Like Chuck Cosman, McCormack is all about the growth potential – that Enterprise Value and Equity Upside – and in common with both executives – making sure that Treaty United achieves its true financial value.

“How do you make it work financially? It’s about growing, and about choosing to grow big,” she told The Pitch.

“The strategy must be to build-up and get out into the community, making relationships with business, to show that we are a stable group and this is a stable thing, and then to enhance the professionalism around that.”

Republic tickets surge in price despite fall in standards

EVEN in the most optimistic sporting environment, a 27 per cent rise in ticket prices represents a leap.

When those assets are Republic of Ireland season tickets for 2024, with no qualifying campaigns or serious competitive fixtures to speak of – outside of UEFA Nations League fixtures - such a hike might be seen as a stretch.

Market forces being what they are, and with 2024 set to be a financially fallow period for the FAI, the association this week moved to increase the price of Family Season Tickets, following a busy, albeit ultimately disappointing 2023.

In response to a query from The Pitch about why the renewal rate price of a family ticket had increased from €360 to €460 for next year, a spokesperson said the new value still represented a cost of less than €20 per ticket, per game.

"The Football Association of Ireland launched the renewal phase of the 2024 Ireland MNT Season Ticket Package with a price freeze being extended for a third year across the majority of categories, including all adult season ticket starting at €150.

"Family tickets for both renewals and new tickets have been aligned to one price of €460, which equates to €76 each game (less than €20 per person) for a family of four, and more family tickets have been made available for 2024.”

Inclusion in Sport hearing overshadowed by alleged racism incident

LAST Wednesday the issue of racism in sport raised its head at a Joint Oireachtas Sports Committee hearing, entitled Inclusion in Sport.

The meeting was attended by GAA Director General Tom Ryan, and a number of equality and grassroots officers from the FAI and IRFU.

However it was Gymnastics Ireland at the centre of things, even though they were not present, when questions were asked about a recently-viral video from a GI event, were entered into the record by Chair (Acting) Christopher O’Sullivan.

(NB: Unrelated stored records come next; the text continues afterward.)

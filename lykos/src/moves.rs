//====================================================================

use std::path::Path;

use common::ImageHandle;

use crate::assets;

//====================================================================

/// Opaque effect tag. Only the [`TurnResolver`](crate::TurnResolver) gives
/// it a meaning.
#[derive(Clone, Debug, PartialEq, Eq, Hash)]
pub struct MoveAction(String);

impl MoveAction {
    #[inline]
    pub fn new(action: impl Into<String>) -> Self {
        Self(action.into())
    }

    #[inline]
    pub fn as_str(&self) -> &str {
        &self.0
    }
}

//====================================================================

/// A named action a fighter can perform a limited number of times.
#[derive(Clone, Debug)]
pub struct Move {
    name: String,
    description: String,
    action: MoveAction,
    uses_remaining: u32,
    max_uses: u32,
    image: Option<ImageHandle>,
}

impl Move {
    pub fn new(
        name: impl Into<String>,
        description: impl Into<String>,
        action: MoveAction,
        uses: u32,
    ) -> Self {
        Self {
            name: name.into(),
            description: description.into(),
            action,
            uses_remaining: uses,
            max_uses: uses,
            image: None,
        }
    }

    /// Attaches an image. A file that cannot be read leaves the move without one.
    pub fn with_image(mut self, path: impl AsRef<Path>) -> Self {
        match assets::load_image(path) {
            Ok(image) => self.image = Some(image),
            Err(e) => log::warn!("Move '{}': {}", self.name, e),
        }
        self
    }

    #[inline]
    pub fn name(&self) -> &str {
        &self.name
    }

    #[inline]
    pub fn description(&self) -> &str {
        &self.description
    }

    #[inline]
    pub fn action(&self) -> &MoveAction {
        &self.action
    }

    #[inline]
    pub fn uses_remaining(&self) -> u32 {
        self.uses_remaining
    }

    #[inline]
    pub fn max_uses(&self) -> u32 {
        self.max_uses
    }

    #[inline]
    pub fn image(&self) -> Option<&ImageHandle> {
        self.image.as_ref()
    }

    /// Spends one use. `false` when none are left.
    pub(crate) fn consume_use(&mut self) -> bool {
        match self.uses_remaining.checked_sub(1) {
            Some(remaining) => {
                self.uses_remaining = remaining;
                true
            }
            None => false,
        }
    }

    pub fn restore_uses(&mut self) {
        self.uses_remaining = self.max_uses;
    }
}

//====================================================================

#[cfg(test)]
mod tests {
    use super::*;

    #[test]
    fn test_uses_run_out() {
        let mut tackle = Move::new("Tackle", "", MoveAction::new("tackle"), 2);

        assert!(tackle.consume_use());
        assert!(tackle.consume_use());
        assert!(!tackle.consume_use());
        assert_eq!(tackle.uses_remaining(), 0);

        tackle.restore_uses();
        assert_eq!(tackle.uses_remaining(), 2);
    }

    #[test]
    fn test_missing_image_is_not_fatal() {
        let dir = tempfile::tempdir().unwrap();
        let tackle = Move::new("Tackle", "", MoveAction::new("tackle"), 1)
            .with_image(dir.path().join("missing.png"));

        assert!(tackle.image().is_none());
        assert_eq!(tackle.action().as_str(), "tackle");
    }
}

//====================================================================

The Cork TD pointed to the fact that the incident brought negative focus on Ireland, after a black girl was allegedly deliberately ignored in a medal presentation while all of her team-mates were handed awards at a 2022 Santry competition.

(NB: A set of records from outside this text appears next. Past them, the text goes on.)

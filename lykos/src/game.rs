//====================================================================

use rustc_hash::FxHashMap;
use thiserror::Error;

use crate::{
    fighter::MAX_MOVES,
    round::{Outcome, ResolveContext, Role, RoundState, TurnPhase, TurnResolver},
    Fighter, Move,
};

//====================================================================

pub const DEFAULT_TITLE: &str = "Kintermon";
pub const END_BANNER: &str = "Fin du jeu";

#[derive(Error, Debug, PartialEq, Eq)]
pub enum GameError {
    #[error("'{0}' is already registered")]
    DuplicateName(String),

    #[error("The game is over")]
    GameOver,

    #[error("Cannot do that while the turn phase is {0:?}")]
    InvalidPhase(TurnPhase),

    #[error("No fighter placed as {0:?}")]
    MissingCombatant(Role),

    #[error("Unknown fighter '{0}'")]
    UnknownFighter(String),

    #[error("Fighter '{fighter}' has no move in slot {index}")]
    NoSuchMoveSlot { fighter: String, index: usize },

    #[error("Unknown move '{0}'")]
    UnknownMove(String),

    #[error("Move '{0}' has no uses left")]
    NoUsesLeft(String),

    #[error("Fighter '{fighter}' has {count} moves, at most {max} are allowed", max = MAX_MOVES)]
    TooManyMoves { fighter: String, count: usize },
}

/// What happened during one call to [`Game::advance_turn`].
#[derive(Clone, Debug, PartialEq, Eq)]
pub struct TurnReport {
    pub role: Role,
    pub user: String,
    pub target: String,
    pub used: String,
    pub outcome: Outcome,
    pub phase: TurnPhase,
}

//====================================================================

/// Registry of fighters and moves, plus the state of the ongoing fight.
#[derive(Debug)]
pub struct Game {
    title: String,
    fighters: FxHashMap<String, Fighter>,
    moves: FxHashMap<String, Move>,
    state: RoundState,
    turn: TurnPhase,
    combatants: [Option<String>; 2],
    banner: Option<String>,
    ended: bool,
}

impl Default for Game {
    fn default() -> Self {
        Self::new(DEFAULT_TITLE)
    }
}

impl std::fmt::Display for Game {
    fn fmt(&self, f: &mut std::fmt::Formatter<'_>) -> std::fmt::Result {
        write!(f, "{}", self.title)
    }
}

impl Game {
    pub fn new(title: impl Into<String>) -> Self {
        Self {
            title: title.into(),
            fighters: FxHashMap::default(),
            moves: FxHashMap::default(),
            state: RoundState::default(),
            turn: TurnPhase::default(),
            combatants: [None, None],
            banner: None,
            ended: false,
        }
    }

    #[inline]
    pub fn title(&self) -> &str {
        &self.title
    }

    #[inline]
    pub fn state(&self) -> &RoundState {
        &self.state
    }

    #[inline]
    pub fn phase(&self) -> TurnPhase {
        self.turn
    }

    #[inline]
    pub fn banner(&self) -> Option<&str> {
        self.banner.as_deref()
    }

    #[inline]
    pub fn is_over(&self) -> bool {
        self.ended
    }

    #[inline]
    pub fn combatant(&self, role: Role) -> Option<&str> {
        self.combatants[role.index()].as_deref()
    }

    pub(crate) fn ensure_running(&self) -> Result<(), GameError> {
        match self.ended {
            true => Err(GameError::GameOver),
            false => Ok(()),
        }
    }

    /// A fighter stands in at most one slot.
    pub(crate) fn set_combatant(&mut self, role: Role, name: Option<String>) {
        if let Some(name) = &name {
            let other = &mut self.combatants[role.opponent().index()];
            if other.as_ref() == Some(name) {
                *other = None;
            }
        }

        self.combatants[role.index()] = name;
    }
}

//--------------------------------------------------

impl Game {
    /// Registers `fighter`, replacing and returning any fighter with the same name.
    pub fn add_fighter(&mut self, fighter: Fighter) -> Result<Option<Fighter>, GameError> {
        self.ensure_running()?;

        let replaced = self.fighters.insert(fighter.name().to_owned(), fighter);
        if let Some(old) = &replaced {
            log::debug!("Replaced fighter '{}'", old.name());
        }

        Ok(replaced)
    }

    /// Registers `fighter`, refusing names already in use.
    pub fn insert_fighter(&mut self, fighter: Fighter) -> Result<(), GameError> {
        self.ensure_running()?;

        if self.fighters.contains_key(fighter.name()) {
            return Err(GameError::DuplicateName(fighter.name().to_owned()));
        }

        self.fighters.insert(fighter.name().to_owned(), fighter);
        Ok(())
    }

    pub fn add_move(&mut self, new_move: Move) -> Result<Option<Move>, GameError> {
        self.ensure_running()?;

        let replaced = self.moves.insert(new_move.name().to_owned(), new_move);
        if let Some(old) = &replaced {
            log::debug!("Replaced move '{}'", old.name());
        }

        Ok(replaced)
    }

    pub fn insert_move(&mut self, new_move: Move) -> Result<(), GameError> {
        self.ensure_running()?;

        if self.moves.contains_key(new_move.name()) {
            return Err(GameError::DuplicateName(new_move.name().to_owned()));
        }

        self.moves.insert(new_move.name().to_owned(), new_move);
        Ok(())
    }

    #[inline]
    pub fn fighter(&self, name: &str) -> Option<&Fighter> {
        self.fighters.get(name)
    }

    #[inline]
    pub fn fighter_mut(&mut self, name: &str) -> Option<&mut Fighter> {
        self.fighters.get_mut(name)
    }

    #[inline]
    pub fn move_(&self, name: &str) -> Option<&Move> {
        self.moves.get(name)
    }

    #[inline]
    pub fn fighters(&self) -> impl Iterator<Item = &Fighter> {
        self.fighters.values()
    }

    #[inline]
    pub fn moves(&self) -> impl Iterator<Item = &Move> {
        self.moves.values()
    }
}

//--------------------------------------------------

impl Game {
    pub fn send_banner(&mut self, text: impl Into<String>) {
        let text = text.into();
        log::info!("{}", text);
        self.banner = Some(text);
    }

    /// Ends the game for good. Calling it again does nothing.
    pub fn end_game(&mut self) {
        if self.ended {
            return;
        }

        self.send_banner(END_BANNER);
        self.turn = TurnPhase::GameOver;
        self.ended = true;
    }

    /// Plays the move in slot `move_index` of the fighter whose turn it is.
    pub fn advance_turn(
        &mut self,
        move_index: usize,
        resolver: &mut dyn TurnResolver,
    ) -> Result<TurnReport, GameError> {
        self.ensure_running()?;

        let role = match self.turn {
            TurnPhase::AwaitingInput(role) => role,
            phase => return Err(GameError::InvalidPhase(phase)),
        };

        let user_name = self.combatants[role.index()]
            .clone()
            .ok_or(GameError::MissingCombatant(role))?;
        let target_name = self.combatants[role.opponent().index()]
            .clone()
            .ok_or(GameError::MissingCombatant(role.opponent()))?;

        if !self.fighters.contains_key(&target_name) {
            return Err(GameError::UnknownFighter(target_name));
        }

        let move_name = {
            let user = self
                .fighters
                .get(&user_name)
                .ok_or_else(|| GameError::UnknownFighter(user_name.clone()))?;

            user.moves()
                .get(move_index)
                .cloned()
                .ok_or_else(|| GameError::NoSuchMoveSlot {
                    fighter: user_name.clone(),
                    index: move_index,
                })?
        };

        let used = self
            .moves
            .get_mut(&move_name)
            .ok_or_else(|| GameError::UnknownMove(move_name.clone()))?;

        if !used.consume_use() {
            return Err(GameError::NoUsesLeft(move_name));
        }

        log::info!("{} ({:?}) uses {}", user_name, role, move_name);
        self.turn = TurnPhase::Resolving(role);

        // Both fighters are borrowed mutably, so the user leaves the map meanwhile
        let Some(mut user) = self.fighters.remove(&user_name) else {
            return Err(GameError::UnknownFighter(user_name));
        };

        let outcome = match (self.fighters.get_mut(&target_name), self.moves.get(&move_name)) {
            (Some(target), Some(used)) => resolver.resolve(ResolveContext {
                role,
                user: &mut user,
                target,
                used,
                round: &self.state,
            }),
            _ => Outcome::Continue,
        };

        self.fighters.insert(user_name.clone(), user);

        match outcome {
            Outcome::Continue => match role {
                Role::Ally => {
                    self.state.turn_is_second_fighter = true;
                    self.turn = TurnPhase::AwaitingInput(Role::Enemy);
                }
                Role::Enemy => self.turn = TurnPhase::RoundEnd,
            },

            Outcome::FightOver { winner } => {
                match winner {
                    Some(winner) => log::info!("{:?} wins the fight", winner),
                    None => log::info!("The fight ends in a draw"),
                }
                self.state.reset();
                self.end_game();
            }
        }

        Ok(TurnReport {
            role,
            user: user_name,
            target: target_name,
            used: move_name,
            outcome,
            phase: self.turn,
        })
    }

    /// Leaves [`TurnPhase::RoundEnd`] and gives the ally the next turn.
    /// Returns the new round number.
    pub fn next_round(&mut self) -> Result<u32, GameError> {
        self.ensure_running()?;

        if self.turn != TurnPhase::RoundEnd {
            return Err(GameError::InvalidPhase(self.turn));
        }

        self.state.round_number += 1;
        self.state.turn_is_second_fighter = false;
        self.turn = TurnPhase::AwaitingInput(Role::Ally);

        log::debug!("Round {} begins", self.state.round_number);

        Ok(self.state.round_number)
    }
}

//====================================================================

#[cfg(test)]
mod tests {
    use super::*;
    use crate::{
        round::NoEffect,
        testing::{self, fighter},
        MoveAction,
    };

    fn placed_game() -> Game {
        let mut game = testing::game();
        game.set_combatant(Role::Ally, Some("Lykos".into()));
        game.set_combatant(Role::Enemy, Some("Kinter".into()));
        game
    }

    #[test]
    fn test_add_fighter_replaces() {
        let mut game = Game::default();

        assert!(game.add_fighter(fighter("Lykos", 10)).unwrap().is_none());
        let replaced = game.add_fighter(fighter("Lykos", 20)).unwrap();

        assert_eq!(replaced.unwrap().sprite().width(), 10);
        assert_eq!(game.fighters().count(), 1);
        assert_eq!(game.fighter("Lykos").unwrap().sprite().width(), 20);
    }

    #[test]
    fn test_insert_refuses_duplicates() {
        let mut game = Game::default();
        game.insert_fighter(fighter("Lykos", 10)).unwrap();

        let err = game.insert_fighter(fighter("Lykos", 20)).unwrap_err();
        assert_eq!(err, GameError::DuplicateName("Lykos".into()));
        assert_eq!(game.fighter("Lykos").unwrap().sprite().width(), 10);

        let tackle = || Move::new("Tackle", "", MoveAction::new("tackle"), 1);
        game.insert_move(tackle()).unwrap();
        assert!(game.insert_move(tackle()).is_err());
        assert!(game.add_move(tackle()).unwrap().is_some());
        assert_eq!(game.moves().count(), 1);
    }

    #[test]
    fn test_default_title() {
        assert_eq!(Game::default().title(), "Kintermon");
        assert_eq!(Game::new("Arena").title(), "Arena");
    }

    #[test]
    fn test_display_is_title() {
        assert_eq!(Game::new("Arena").to_string(), "Arena");
        assert_eq!(format!("{}", Game::default()), DEFAULT_TITLE);
    }

    #[test]
    fn test_end_game_is_terminal() {
        let mut game = testing::game();
        game.end_game();

        assert!(game.is_over());
        assert_eq!(game.banner(), Some(END_BANNER));
        assert_eq!(game.phase(), TurnPhase::GameOver);
        assert_eq!(
            game.add_fighter(fighter("Other", 10)).unwrap_err(),
            GameError::GameOver
        );
        assert_eq!(
            game.advance_turn(0, &mut NoEffect).unwrap_err(),
            GameError::GameOver
        );
    }

    #[test]
    fn test_combatant_moves_between_slots() {
        let mut game = placed_game();
        game.set_combatant(Role::Enemy, Some("Lykos".into()));

        assert_eq!(game.combatant(Role::Enemy), Some("Lykos"));
        assert_eq!(game.combatant(Role::Ally), None);
    }

    #[test]
    fn test_turn_needs_both_combatants() {
        let mut game = testing::game();
        game.set_combatant(Role::Ally, Some("Lykos".into()));

        assert_eq!(
            game.advance_turn(0, &mut NoEffect).unwrap_err(),
            GameError::MissingCombatant(Role::Enemy)
        );
    }

    #[test]
    fn test_ally_then_enemy_then_next_round() {
        let mut game = placed_game();

        let report = game.advance_turn(0, &mut NoEffect).unwrap();
        assert_eq!(report.role, Role::Ally);
        assert_eq!(report.target, "Kinter");
        assert_eq!(game.phase(), TurnPhase::AwaitingInput(Role::Enemy));
        assert!(game.state().turn_is_second_fighter);

        let report = game.advance_turn(0, &mut NoEffect).unwrap();
        assert_eq!(report.user, "Kinter");
        assert_eq!(report.phase, TurnPhase::RoundEnd);
        assert_eq!(
            game.advance_turn(0, &mut NoEffect).unwrap_err(),
            GameError::InvalidPhase(TurnPhase::RoundEnd)
        );

        assert_eq!(game.next_round().unwrap(), 1);
        assert_eq!(game.phase(), TurnPhase::AwaitingInput(Role::Ally));
        assert!(!game.state().turn_is_second_fighter);
    }

    #[test]
    fn test_uses_are_consumed() {
        let mut game = placed_game();

        game.advance_turn(0, &mut NoEffect).unwrap();
        game.advance_turn(0, &mut NoEffect).unwrap();
        game.next_round().unwrap();

        assert_eq!(game.move_("Tackle").unwrap().uses_remaining(), 0);
        assert_eq!(
            game.advance_turn(0, &mut NoEffect).unwrap_err(),
            GameError::NoUsesLeft("Tackle".into())
        );
        assert_eq!(game.phase(), TurnPhase::AwaitingInput(Role::Ally));
    }

    #[test]
    fn test_bad_move_slot() {
        let mut game = placed_game();

        assert!(matches!(
            game.advance_turn(3, &mut NoEffect).unwrap_err(),
            GameError::NoSuchMoveSlot { index: 3, .. }
        ));
    }

    #[test]
    fn test_resolver_changes_fighters() {
        let mut game = placed_game();

        let mut resolver = |mut ctx: ResolveContext<'_>| {
            assert_eq!(ctx.used.action().as_str(), "tackle");
            ctx.target.damage(40);
            Outcome::Continue
        };

        game.advance_turn(0, &mut resolver).unwrap();

        assert_eq!(game.fighter("Kinter").unwrap().health(), 60);
        assert_eq!(game.fighter("Lykos").unwrap().health(), 100);
    }

    #[test]
    fn test_fight_over_resets_round_and_ends_game() {
        let mut game = placed_game();
        game.advance_turn(0, &mut NoEffect).unwrap();

        let mut knockout = |mut ctx: ResolveContext<'_>| {
            ctx.target.damage(u32::MAX);
            Outcome::FightOver {
                winner: Some(ctx.role),
            }
        };
        let report = game.advance_turn(0, &mut knockout).unwrap();

        assert_eq!(report.phase, TurnPhase::GameOver);
        assert_eq!(game.state(), &RoundState::default());
        assert!(game.is_over());
        assert!(game.fighter("Lykos").unwrap().is_knocked_out());
    }
}

//====================================================================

The issue received global attention after US star and four-times Olympic gold medallist Simone Biles, brought attention to the matter and reached out to the girl’s family.

What was stunning was that neither Sport Ireland or the Federation of Irish Sport, brought no sanction or penalty against Gymnastics Ireland, which has since apologised.

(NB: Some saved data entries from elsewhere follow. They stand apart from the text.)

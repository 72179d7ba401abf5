//====================================================================

use std::marker::PhantomData;

use wgpu::util::DeviceExt;

//====================================================================

pub struct RenderPipelineDescriptor<'a> {
    pub primitive: wgpu::PrimitiveState,
    pub multisample: wgpu::MultisampleState,
    pub blend: Option<wgpu::BlendState>,
    pub cache: Option<&'a wgpu::PipelineCache>,
}

impl Default for RenderPipelineDescriptor<'_> {
    fn default() -> Self {
        Self {
            primitive: wgpu::PrimitiveState::default(),
            multisample: Default::default(),
            blend: Some(wgpu::BlendState::REPLACE),
            cache: None,
        }
    }
}

impl RenderPipelineDescriptor<'_> {
    pub fn with_alpha_blending(mut self) -> Self {
        self.blend = Some(wgpu::BlendState::ALPHA_BLENDING);
        self
    }
}

pub fn create_pipeline(
    device: &wgpu::Device,
    config: &wgpu::SurfaceConfiguration,
    label: &str,
    bind_group_layouts: &[&wgpu::BindGroupLayout],
    vertex_buffers: &[wgpu::VertexBufferLayout],
    shader_module_data: &str,

    desc: RenderPipelineDescriptor,
) -> wgpu::RenderPipeline {
    let layout = device.create_pipeline_layout(&wgpu::PipelineLayoutDescriptor {
        label: Some(&format!("{} layout", label)),
        bind_group_layouts,
        push_constant_ranges: &[],
    });

    let shader_module = device.create_shader_module(wgpu::ShaderModuleDescriptor {
        label: Some(&format!("{} shader module", label)),
        source: wgpu::ShaderSource::Wgsl(shader_module_data.into()),
    });

    let fragment_targets = [Some(wgpu::ColorTargetState {
        format: config.format,
        blend: desc.blend,
        write_mask: wgpu::ColorWrites::all(),
    })];

    device.create_render_pipeline(&wgpu::RenderPipelineDescriptor {
        label: Some(label),
        layout: Some(&layout),
        vertex: wgpu::VertexState {
            module: &shader_module,
            entry_point: Some("vs_main"),
            compilation_options: Default::default(),
            buffers: vertex_buffers,
        },
        primitive: desc.primitive,
        depth_stencil: None,
        multisample: desc.multisample,
        fragment: Some(wgpu::FragmentState {
            module: &shader_module,
            entry_point: Some("fs_main"),
            compilation_options: Default::default(),
            targets: &fragment_targets,
        }),
        multiview: None,
        cache: desc.cache,
    })
}

//====================================================================

/// bind group layout uniform entry
pub fn bgl_uniform_entry(
    binding: u32,
    visibility: wgpu::ShaderStages,
) -> wgpu::BindGroupLayoutEntry {
    wgpu::BindGroupLayoutEntry {
        binding,
        visibility,
        ty: wgpu::BindingType::Buffer {
            ty: wgpu::BufferBindingType::Uniform,
            has_dynamic_offset: false,
            min_binding_size: None,
        },
        count: None,
    }
}

pub fn bgl_texture_entry(binding: u32) -> wgpu::BindGroupLayoutEntry {
    wgpu::BindGroupLayoutEntry {
        binding,
        visibility: wgpu::ShaderStages::FRAGMENT,
        ty: wgpu::BindingType::Texture {
            sample_type: wgpu::TextureSampleType::Float { filterable: true },
            view_dimension: wgpu::TextureViewDimension::D2,
            multisampled: false,
        },
        count: None,
    }
}

pub fn bgl_sampler_entry(binding: u32) -> wgpu::BindGroupLayoutEntry {
    wgpu::BindGroupLayoutEntry {
        binding,
        visibility: wgpu::ShaderStages::FRAGMENT,
        ty: wgpu::BindingType::Sampler(wgpu::SamplerBindingType::Filtering),
        count: None,
    }
}

//====================================================================

pub fn create_instance_buffer<T: bytemuck::Pod>(
    device: &wgpu::Device,
    label: &str,
    data: &[T],
) -> wgpu::Buffer {
    device.create_buffer_init(&wgpu::util::BufferInitDescriptor {
        label: Some(&format!("{} Instance Buffer", label)),
        contents: bytemuck::cast_slice(data),
        usage: wgpu::BufferUsages::VERTEX | wgpu::BufferUsages::COPY_DST,
    })
}

//====================================================================

pub struct InstanceBuffer<T> {
    phantom: PhantomData<T>,
    buffer: wgpu::Buffer,
    capacity: usize,
    count: u32,
}

impl<T: bytemuck::Pod> InstanceBuffer<T> {
    #[inline]
    pub fn new(device: &wgpu::Device, data: &[T]) -> Self {
        Self {
            phantom: PhantomData,
            buffer: create_instance_buffer(device, std::any::type_name::<T>(), data),
            capacity: data.len(),
            count: data.len() as u32,
        }
    }

    pub fn update(&mut self, device: &wgpu::Device, queue: &wgpu::Queue, data: &[T]) {
        self.count = data.len() as u32;

        if data.is_empty() {
            return;
        }

        // We can fit all data inside existing buffer
        if data.len() <= self.capacity {
            queue.write_buffer(&self.buffer, 0, bytemuck::cast_slice(data));
            return;
        }

        // Buffer is too small to fit new data. Create a new bigger one.
        self.buffer = create_instance_buffer(device, std::any::type_name::<T>(), data);
        self.capacity = data.len();
    }

    #[inline]
    pub fn buffer(&self) -> &wgpu::Buffer {
        &self.buffer
    }

    #[inline]
    pub fn count(&self) -> u32 {
        self.count
    }
}

//====================================================================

Sport Ireland gave its standard response through CEO Una May, that she would like to “remind everybody that Sport Ireland is not a regulatory body” – however it does have control to issue funding penalties and a sanction here would have sent a clear message.

Chief Executive of the Federation of Irish Sport - which represents sports bodies and NGBs - Mary O’Connor, confirmed that there “hasn’t been any repercussions on (Gymnastics Ireland’s) membership” of the organisation.